About this task — Locate the word "BarcodeResolver" in the entries below, then gather every line that holds it.

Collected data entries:
* * * *

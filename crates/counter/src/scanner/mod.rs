//! Barcode capture and resolution.
//!
//! A [`CaptureDevice`] hands out a [`DecodeFeed`] of raw decoded text. The
//! [`BarcodeResolver`] owns the device exclusively for the length of a decode
//! session, forwards every read to the catalog lookup, and releases the device
//! on every exit path: success, cancellation, error, or the caller dropping
//! the session.
//!
//! Two session shapes exist:
//! - [`BarcodeResolver::decode_once`] resolves on the first good read.
//! - [`BarcodeResolver::decode_continuous`] yields reads until cancelled.

mod control;
mod line;

use std::future::Future;
use std::sync::Arc;

use apotek_core::Product;
use futures::Stream;
use serde::Serialize;
use thiserror::Error;
use tokio::sync::{Mutex, OwnedMutexGuard};
use tokio_util::sync::CancellationToken;
use tracing::{debug, instrument, warn};

use crate::session::CatalogSession;

pub use control::{ScanControl, ScanTicket};
pub use line::{LineDevice, LineFeed};

/// Errors from decode sessions.
#[derive(Debug, Error)]
pub enum ScanError {
    /// No scanner is configured on this counter.
    #[error("no barcode scanner is configured")]
    NotConfigured,

    /// Another decode session holds the device.
    #[error("the scanner is busy with another session")]
    Busy,

    /// The device could not be opened.
    #[error("scanner unavailable: {0}")]
    Unavailable(String),

    /// One read could not be decoded. Sessions skip these and keep reading.
    #[error("could not decode barcode: {0}")]
    Decode(String),

    /// The device failed mid-session.
    #[error("scanner error: {0}")]
    Device(String),

    /// The device stopped producing reads.
    #[error("scanner closed")]
    Closed,

    /// The session was cancelled.
    #[error("scan cancelled")]
    Cancelled,
}

impl ScanError {
    /// Returns true for errors a session skips over.
    #[must_use]
    pub const fn is_transient(&self) -> bool {
        matches!(self, Self::Decode(_))
    }
}

/// A source of decoded barcode text, such as a camera with a decoder or a
/// keyboard-wedge scanner.
pub trait CaptureDevice: Send + Sync + 'static {
    type Feed: DecodeFeed;

    /// Open the device for one decode session.
    fn acquire(&self) -> impl Future<Output = Result<Self::Feed, ScanError>> + Send;
}

/// An open device producing reads.
pub trait DecodeFeed: Send + 'static {
    /// Wait for the next read. `Ok(None)` means the device closed.
    fn next_decode(&mut self) -> impl Future<Output = Result<Option<String>, ScanError>> + Send;

    /// Stop capturing and give the device back. Called exactly once.
    fn release(&mut self);
}

/// Exclusive, scoped ownership of an open feed.
///
/// Dropping the lease releases the device.
pub struct CaptureLease<F: DecodeFeed> {
    feed: F,
    _exclusive: OwnedMutexGuard<()>,
}

impl<F: DecodeFeed> CaptureLease<F> {
    async fn next_decode(&mut self) -> Result<Option<String>, ScanError> {
        self.feed.next_decode().await
    }
}

impl<F: DecodeFeed> Drop for CaptureLease<F> {
    fn drop(&mut self) {
        self.feed.release();
        debug!("capture device released");
    }
}

/// One decoded read and the product it resolved to.
#[derive(Debug, Clone, PartialEq, Eq, Serialize)]
pub struct ScanEvent {
    /// Raw decoded text, trimmed.
    pub barcode: String,
    /// The matching product, if one is loaded.
    pub product: Option<Product>,
}

/// Runs decode sessions against one device and the shared catalog.
pub struct BarcodeResolver<D: CaptureDevice> {
    device: Arc<D>,
    session: CatalogSession,
    exclusive: Arc<Mutex<()>>,
}

impl<D: CaptureDevice> Clone for BarcodeResolver<D> {
    fn clone(&self) -> Self {
        Self {
            device: Arc::clone(&self.device),
            session: self.session.clone(),
            exclusive: Arc::clone(&self.exclusive),
        }
    }
}

impl<D: CaptureDevice> BarcodeResolver<D> {
    #[must_use]
    pub fn new(device: D, session: CatalogSession) -> Self {
        Self {
            device: Arc::new(device),
            session,
            exclusive: Arc::new(Mutex::new(())),
        }
    }

    /// Take the device for a session.
    async fn lease(
        device: &D,
        exclusive: &Arc<Mutex<()>>,
    ) -> Result<CaptureLease<D::Feed>, ScanError> {
        let guard = Arc::clone(exclusive)
            .try_lock_owned()
            .map_err(|_| ScanError::Busy)?;
        let feed = device.acquire().await?;
        debug!("capture device acquired");
        Ok(CaptureLease {
            feed,
            _exclusive: guard,
        })
    }

    /// Look up decoded text in the catalog.
    pub async fn resolve(&self, raw: &str) -> ScanEvent {
        resolve(&self.session, raw).await
    }

    /// Resolve the first good read, then release the device.
    ///
    /// # Errors
    ///
    /// Returns [`ScanError::Cancelled`] if `cancel` fires first, or the
    /// device error that ended the session.
    #[instrument(skip_all)]
    pub async fn decode_once(&self, cancel: CancellationToken) -> Result<ScanEvent, ScanError> {
        let mut lease = tokio::select! {
            () = cancel.cancelled() => return Err(ScanError::Cancelled),
            lease = Self::lease(&self.device, &self.exclusive) => lease?,
        };

        let raw = loop {
            let read = tokio::select! {
                () = cancel.cancelled() => return Err(ScanError::Cancelled),
                read = lease.next_decode() => read,
            };
            match read {
                Ok(Some(raw)) => break raw,
                Ok(None) => return Err(ScanError::Closed),
                Err(e) if e.is_transient() => warn!(error = %e, "skipping unreadable scan"),
                Err(e) => return Err(e),
            }
        };
        drop(lease);

        Ok(self.resolve(&raw).await)
    }

    /// Resolve reads until `cancel` fires or the device closes.
    ///
    /// The device is held for as long as the stream is alive. A fatal error
    /// is yielded once and ends the stream; cancellation ends it quietly.
    pub fn decode_continuous(
        &self,
        cancel: CancellationToken,
    ) -> impl Stream<Item = Result<ScanEvent, ScanError>> + Send + use<D> {
        let resolver = self.clone();

        async_stream::stream! {
            let lease = tokio::select! {
                () = cancel.cancelled() => return,
                lease = Self::lease(&resolver.device, &resolver.exclusive) => lease,
            };
            let mut lease = match lease {
                Ok(lease) => lease,
                Err(e) => {
                    yield Err(e);
                    return;
                }
            };

            loop {
                let read = tokio::select! {
                    () = cancel.cancelled() => break,
                    read = lease.next_decode() => read,
                };
                match read {
                    Ok(Some(raw)) => yield Ok(resolve(&resolver.session, &raw).await),
                    Ok(None) => break,
                    Err(e) if e.is_transient() => warn!(error = %e, "skipping unreadable scan"),
                    Err(e) => {
                        yield Err(e);
                        break;
                    }
                }
            }
        }
    }
}

async fn resolve(session: &CatalogSession, raw: &str) -> ScanEvent {
    let barcode = raw.trim().to_owned();
    let product = session.lookup(&barcode).await;
    if product.is_none() {
        debug!(%barcode, "scanned barcode not in catalog");
    }
    ScanEvent { barcode, product }
}

#[cfg(test)]
#[allow(clippy::unwrap_used)]
mod tests {
    use std::collections::VecDeque;
    use std::sync::atomic::{AtomicUsize, Ordering};
    use std::time::Duration;

    use apotek_core::RefreshPolicy;
    use futures::StreamExt;
    use url::Url;

    use super::*;
    use crate::catalog_api::CatalogClient;

    /// Replays scripted reads, then blocks forever.
    struct ScriptedDevice {
        reads: std::sync::Mutex<VecDeque<Result<String, ScanError>>>,
        released: Arc<AtomicUsize>,
    }

    struct ScriptedFeed {
        reads: VecDeque<Result<String, ScanError>>,
        released: Arc<AtomicUsize>,
    }

    impl ScriptedDevice {
        fn new(reads: Vec<Result<String, ScanError>>) -> Self {
            Self {
                reads: std::sync::Mutex::new(reads.into()),
                released: Arc::new(AtomicUsize::new(0)),
            }
        }
    }

    impl CaptureDevice for ScriptedDevice {
        type Feed = ScriptedFeed;

        async fn acquire(&self) -> Result<ScriptedFeed, ScanError> {
            Ok(ScriptedFeed {
                reads: std::mem::take(&mut *self.reads.lock().unwrap()),
                released: Arc::clone(&self.released),
            })
        }
    }

    impl DecodeFeed for ScriptedFeed {
        async fn next_decode(&mut self) -> Result<Option<String>, ScanError> {
            match self.reads.pop_front() {
                Some(read) => read.map(Some),
                None => std::future::pending().await,
            }
        }

        fn release(&mut self) {
            self.released.fetch_add(1, Ordering::SeqCst);
        }
    }

    fn resolver(
        reads: Vec<Result<String, ScanError>>,
    ) -> (BarcodeResolver<ScriptedDevice>, Arc<AtomicUsize>) {
        let client = CatalogClient::new(
            Url::parse("http://127.0.0.1:9").unwrap(),
            Duration::from_secs(1),
        )
        .unwrap();
        let session = CatalogSession::new(client, RefreshPolicy::Reserve);
        let device = ScriptedDevice::new(reads);
        let released = Arc::clone(&device.released);
        (BarcodeResolver::new(device, session), released)
    }

    #[tokio::test]
    async fn test_decode_once_skips_transient_errors() {
        let (resolver, released) = resolver(vec![
            Err(ScanError::Decode("blurred".to_owned())),
            Ok(" 8991001\n".to_owned()),
        ]);

        let event = resolver.decode_once(CancellationToken::new()).await.unwrap();
        assert_eq!(event.barcode, "8991001");
        assert!(event.product.is_none());
        assert_eq!(released.load(Ordering::SeqCst), 1);
    }

    #[tokio::test]
    async fn test_decode_once_releases_on_error() {
        let (resolver, released) = resolver(vec![Err(ScanError::Device("unplugged".to_owned()))]);

        let err = resolver.decode_once(CancellationToken::new()).await.unwrap_err();
        assert!(matches!(err, ScanError::Device(_)));
        assert_eq!(released.load(Ordering::SeqCst), 1);
    }

    #[tokio::test]
    async fn test_decode_once_releases_on_cancel() {
        let (resolver, released) = resolver(Vec::new());
        let cancel = CancellationToken::new();

        let session = tokio::spawn({
            let resolver = resolver.clone();
            let cancel = cancel.clone();
            async move { resolver.decode_once(cancel).await }
        });
        tokio::time::sleep(Duration::from_millis(20)).await;
        cancel.cancel();

        let err = session.await.unwrap().unwrap_err();
        assert!(matches!(err, ScanError::Cancelled));
        assert_eq!(released.load(Ordering::SeqCst), 1);
    }

    #[tokio::test]
    async fn test_device_is_exclusive() {
        let (resolver, released) = resolver(Vec::new());
        let cancel = CancellationToken::new();

        let first = tokio::spawn({
            let resolver = resolver.clone();
            let cancel = cancel.clone();
            async move { resolver.decode_once(cancel).await }
        });
        tokio::time::sleep(Duration::from_millis(20)).await;

        let err = resolver.decode_once(CancellationToken::new()).await.unwrap_err();
        assert!(matches!(err, ScanError::Busy));

        cancel.cancel();
        assert!(first.await.unwrap().is_err());
        assert_eq!(released.load(Ordering::SeqCst), 1);
    }

    #[tokio::test]
    async fn test_continuous_yields_until_cancelled() {
        let (resolver, released) = resolver(vec![
            Ok("A".to_owned()),
            Err(ScanError::Decode("glare".to_owned())),
            Ok("B".to_owned()),
        ]);
        let cancel = CancellationToken::new();
        let mut stream = Box::pin(resolver.decode_continuous(cancel.clone()));

        assert_eq!(stream.next().await.unwrap().unwrap().barcode, "A");
        assert_eq!(stream.next().await.unwrap().unwrap().barcode, "B");
        assert_eq!(released.load(Ordering::SeqCst), 0);

        cancel.cancel();
        assert!(stream.next().await.is_none());
        assert_eq!(released.load(Ordering::SeqCst), 1);
    }

    #[tokio::test]
    async fn test_dropping_continuous_stream_releases() {
        let (resolver, released) = resolver(vec![Ok("A".to_owned())]);
        let mut stream = Box::pin(resolver.decode_continuous(CancellationToken::new()));
        assert!(stream.next().await.is_some());

        drop(stream);
        assert_eq!(released.load(Ordering::SeqCst), 1);
    }
}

* * * *

Exercise output —
//! [`BarcodeResolver`] owns the device exclusively for the length of a decode
//! - [`BarcodeResolver::decode_once`] resolves on the first good read.
//! - [`BarcodeResolver::decode_continuous`] yields reads until cancelled.
pub struct BarcodeResolver<D: CaptureDevice> {
impl<D: CaptureDevice> Clone for BarcodeResolver<D> {
impl<D: CaptureDevice> BarcodeResolver<D> {
    ) -> (BarcodeResolver<ScriptedDevice>, Arc<AtomicUsize>) {
        (BarcodeResolver::new(device, session), released)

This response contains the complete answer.